“Valley of Grief”

The windswept reaches greet me as I reach the top of the hill, overlooking the flatland. Originally I had sought out a camera or something of the like to make these observations, but the village nearby lacked anything like that, not wishing to tarnish and spread out into the open a clear record of this place.

It is of no matter, though frustrating. I've never been a filmmaker or a photographer, and even if I were I doubt that I would be able to do this place justice. All I have in the world right now is my ability to still write, though everything else has been lost to me.

There is barely a cloud in the sky, the cold empty spaces I have found reminiscent of the cold empty reaches of an abandoned airfield or the salt flats of Africa and India. Those places I have only ever seen in film or picture, and I can see now how futile such an effort is.

How do you capture a feeling? I suppose that is what makes a photographer a good one or a filmmaker a person of vision.

I look upon the flatland, and I can see that it is not wholly flat.

There are brambles and all sorts of low lying grasses that dot the landscape, though this place scarcely receives enough rain to truly make these plants into anything more than brown husks much of the time.

I am writing this knowing that I cannot communicate much about myself in the words I have here. A person reading this may have assumptions about my gender, perhaps even the state of my mind, but in reality I cannot say that what I write gives anyone a clear indication/observation.

I miss her, and the dull empty spaces don't grant me any leniency from that feeling.

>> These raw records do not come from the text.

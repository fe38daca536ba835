// SPDX-License-Identifier: BUSL-1.1
// Copyright (c) 2026 Alfred Jean LLC

//! Command gateway: user intent in, backend requests out.
//!
//! Commands are checked against the tracked status before anything is
//! sent. An accepted pause, resume or cancel leaves the record alone and
//! marks the action pending; the status flips when a sync (or the
//! command's own response) delivers it through the reconciler. A failed
//! command never touches the registry.

use crate::error::CommandError;
use crate::reconcile::{Reconciler, UpdateSource};
use deck_adapters::{CommandTransport, TransportError};
use deck_core::{Action, AgentId, AgentRecord, AgentStatus, Clock, LaunchConfig};
use deck_wire::reason;

#[derive(Clone)]
pub struct CommandGateway<B: CommandTransport, C: Clock> {
    backend: B,
    reconciler: Reconciler<C>,
}

impl<B: CommandTransport, C: Clock> CommandGateway<B, C> {
    pub fn new(backend: B, reconciler: Reconciler<C>) -> Self {
        Self { backend, reconciler }
    }

    /// Launch an agent and track it from the backend's first snapshot
    pub async fn launch(&self, config: LaunchConfig) -> Result<AgentRecord, CommandError> {
        config.validate().map_err(CommandError::LaunchRejected)?;

        let mut snapshot =
            self.backend.launch(&config).await.map_err(CommandError::from_launch)?;
        if snapshot.id.is_empty() {
            return Err(TransportError::Protocol("launch response has no agent id".into()).into());
        }
        snapshot.name = snapshot.name.or_else(|| Some(config.name.clone()));
        snapshot.prompt = snapshot.prompt.or_else(|| Some(config.prompt.clone()));
        snapshot.status = snapshot.status.or(Some(AgentStatus::Queued));

        let id = snapshot.id.clone();
        self.reconciler
            .admit(snapshot, UpdateSource::Command)
            .map_err(|e| TransportError::Protocol(e.to_string()))?;
        tracing::info!(%id, name = %config.name, "agent launched");
        self.reconciler.store().get(&id).ok_or(CommandError::NotFound(id))
    }

    pub async fn pause(&self, id: &AgentId) -> Result<(), CommandError> {
        self.act(id, Action::Pause).await
    }

    pub async fn resume(&self, id: &AgentId) -> Result<(), CommandError> {
        self.act(id, Action::Resume).await
    }

    /// Ask the backend to stop the agent. It is not stopped until a
    /// `failed` status arrives.
    pub async fn cancel(&self, id: &AgentId) -> Result<(), CommandError> {
        self.act(id, Action::Cancel).await
    }

    /// Delete a finished agent and stop tracking it
    pub async fn delete(&self, id: &AgentId) -> Result<(), CommandError> {
        let status = self.check(id, Action::Delete)?;
        match self.backend.act(id, Action::Delete).await {
            // Already gone on the backend
            Ok(_) | Err(TransportError::NotFound(_)) => {}
            Err(err) => return Err(CommandError::from_transport(err, id, status, Action::Delete)),
        }
        self.reconciler.store().write(|registry| registry.remove(id));
        self.reconciler.pending().clear(id);
        tracing::info!(%id, "agent deleted");
        Ok(())
    }

    /// Send an operator message to a live agent
    pub async fn intervene(&self, id: &AgentId, message: &str) -> Result<(), CommandError> {
        if message.trim().is_empty() {
            return Err(CommandError::Rejected {
                reason: reason::EMPTY_MESSAGE.to_string(),
                message: "message is empty".to_string(),
            });
        }
        let status = self.check(id, Action::Intervene)?;
        self.backend
            .intervene(id, message)
            .await
            .map_err(|e| CommandError::from_transport(e, id, status, Action::Intervene))?;
        tracing::info!(%id, "message sent");
        Ok(())
    }

    /// Delete every completed agent. Returns the ids removed.
    pub async fn clear_completed(&self) -> Result<Vec<AgentId>, CommandError> {
        self.clear(AgentStatus::Completed).await
    }

    /// Delete every failed agent. Returns the ids removed.
    pub async fn clear_failed(&self) -> Result<Vec<AgentId>, CommandError> {
        self.clear(AgentStatus::Failed).await
    }

    /// Track every agent the backend knows about. Returns how many records
    /// were created or updated.
    pub async fn load_agents(&self) -> Result<usize, CommandError> {
        let snapshots = self.backend.list_agents().await?;
        let mut changed = 0;
        for snapshot in snapshots {
            let id = snapshot.id.clone();
            match self.reconciler.admit(snapshot, UpdateSource::Hydrate) {
                Ok(outcome) if outcome.is_applied() => changed += 1,
                Ok(_) => {}
                Err(e) => tracing::warn!(%id, error = %e, "skipping incomplete snapshot"),
            }
        }
        tracing::debug!(changed, "agents loaded");
        Ok(changed)
    }

    async fn act(&self, id: &AgentId, action: Action) -> Result<(), CommandError> {
        let status = self.check(id, action)?;
        let pending = self.reconciler.pending();
        pending.set(id, action);

        match self.backend.act(id, action).await {
            Ok(Some(snapshot)) if snapshot.id == *id => {
                self.reconciler.apply(snapshot, UpdateSource::Command);
            }
            Ok(_) => {}
            Err(err) => {
                pending.clear_if(id, action);
                tracing::warn!(%id, %action, error = %err, "command failed");
                return Err(CommandError::from_transport(err, id, status, action));
            }
        }
        tracing::info!(%id, %action, "command accepted");
        Ok(())
    }

    /// Current status of `id`, if it permits `action`
    fn check(&self, id: &AgentId, action: Action) -> Result<AgentStatus, CommandError> {
        let status = self
            .reconciler
            .store()
            .read(|registry| registry.get(id).map(|record| record.status))
            .ok_or_else(|| CommandError::NotFound(id.clone()))?;
        if !status.permits(action) {
            return Err(CommandError::InvalidTransition { id: id.clone(), status, action });
        }
        Ok(status)
    }

    async fn clear(&self, status: AgentStatus) -> Result<Vec<AgentId>, CommandError> {
        let ids = self.reconciler.store().read(|registry| registry.ids_with_status(status));
        if ids.is_empty() {
            return Ok(ids);
        }
        self.backend.delete_many(&ids).await?;

        let removed = self.reconciler.store().write(|registry| registry.remove_all(&ids));
        for id in &ids {
            self.reconciler.pending().clear(id);
        }
        tracing::info!(count = removed.len(), %status, "agents cleared");
        Ok(removed.into_iter().map(|record| record.id).collect())
    }
}

#[cfg(test)]
#[path = "gateway_tests.rs"]
mod tests;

It is said that long ago, this place was in fact a wide open space, coated in hills and valleys. It is said that one day, a great thing stepped down on this place on its path across the cosmos. Just a single step and the whole of this place was rendered muted and without rain for much of the time.

It is said that nothing can grow here, though I have obviously seen evidence to the contrary. But I will admit that little can or should grow here.

It is a space, empty and devoid save for the implications for the locals to share with their children as they pass the story along from generation to generation.

I try to fathom the sort of form, the sort of scope required to make such an impression, but I simply can't without rendering the whole process comical. Observation does this place no favors, and as I breathe in I can feel the dull heat sitting in my lungs.

I don't think people will likely understand what brought me here, why I chose to take what I had left and make my way to a place so unspoiled by human contact.

Observation can only provide so much.

At some point, all that you can do is simply sit in all of it, and simply let it rush over you.

Drown you.

Today marks a year passing over, and yet the heat is stifling. The dirt under my legs is coarse and dry, biting a little into my skin.

I came here to feel nothing.

I'll leave here realizing that this place wasn't going to grant me my answers. No place ever really can.

They call it the Valley of the Grieving, a place of lore that speaks about futility and the impersonal state of the universe. A place where a thing touched down for just a moment, and then left, leaving behind a whisper, a mark upon the ground.

Writing this is becoming hard.

To try and explain feels empty the more I write.

I think I will just sit here a while and endure this place a bit longer.

I have all the time in the world, and all the time I have left.

Nothing is waiting back from once I came.

Like a touch of something graceful, I sit alone in my place of grief.